> _Task directions_: Each entry that appears below should be restated exactly as it is.

════════════════════

use std::fmt;

use crate::context::Context;
use crate::name::Name;

/// Handle returned by [`ChangedSignal::connect`], used to disconnect later.
#[derive(Debug, Clone, Copy, PartialEq, Eq, Hash)]
pub struct ConnectionId(u64);

type Slot = Box<dyn Fn(&Context, &Name) + Send + Sync>;

/// Observers notified whenever an entry of a context is set or removed.
///
/// Slots run synchronously on the mutating thread, in connection order.
#[derive(Default)]
pub struct ChangedSignal {
    next_id: u64,
    slots: Vec<(ConnectionId, Slot)>,
}

impl ChangedSignal {
    pub fn new() -> Self {
        Self::default()
    }

    pub fn connect<F>(&mut self, slot: F) -> ConnectionId
    where
        F: Fn(&Context, &Name) + Send + Sync + 'static,
    {
        let id = ConnectionId(self.next_id);
        self.next_id += 1;
        self.slots.push((id, Box::new(slot)));
        id
    }

    /// Returns false if `id` was not connected.
    pub fn disconnect(&mut self, id: ConnectionId) -> bool {
        let before = self.slots.len();
        self.slots.retain(|(slot_id, _)| *slot_id != id);
        self.slots.len() != before
    }

    pub fn len(&self) -> usize {
        self.slots.len()
    }

    pub fn is_empty(&self) -> bool {
        self.slots.is_empty()
    }

    pub(crate) fn emit(&self, context: &Context, name: &Name) {
        for (_, slot) in &self.slots {
            slot(context, name);
        }
    }
}

impl fmt::Debug for ChangedSignal {
    fn fmt(&self, f: &mut fmt::Formatter<'_>) -> fmt::Result {
        f.debug_struct("ChangedSignal")
            .field("slots", &self.slots.len())
            .finish()
    }
}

════════════════════

> _Solution_:
use std::fmt;

use crate::context::Context;
use crate::name::Name;

/// Handle returned by [`ChangedSignal::connect`], used to disconnect later.
#[derive(Debug, Clone, Copy, PartialEq, Eq, Hash)]
pub struct ConnectionId(u64);

type Slot = Box<dyn Fn(&Context, &Name) + Send + Sync>;

/// Observers notified whenever an entry of a context is set or removed.
///
/// Slots run synchronously on the mutating thread, in connection order.
#[derive(Default)]
pub struct ChangedSignal {
    next_id: u64,
    slots: Vec<(ConnectionId, Slot)>,
}

impl ChangedSignal {
    pub fn new() -> Self {
        Self::default()
    }

    pub fn connect<F>(&mut self, slot: F) -> ConnectionId
    where
        F: Fn(&Context, &Name) + Send + Sync + 'static,
    {
        let id = ConnectionId(self.next_id);
        self.next_id += 1;
        self.slots.push((id, Box::new(slot)));
        id
    }

    /// Returns false if `id` was not connected.
    pub fn disconnect(&mut self, id: ConnectionId) -> bool {
        let before = self.slots.len();
        self.slots.retain(|(slot_id, _)| *slot_id != id);
        self.slots.len() != before
    }

    pub fn len(&self) -> usize {
        self.slots.len()
    }

    pub fn is_empty(&self) -> bool {
        self.slots.is_empty()
    }

    pub(crate) fn emit(&self, context: &Context, name: &Name) {
        for (_, slot) in &self.slots {
            slot(context, name);
        }
    }
}

impl fmt::Debug for ChangedSignal {
    fn fmt(&self, f: &mut fmt::Formatter<'_>) -> fmt::Result {
        f.debug_struct("ChangedSignal")
            .field("slots", &self.slots.len())
            .finish()
    }
}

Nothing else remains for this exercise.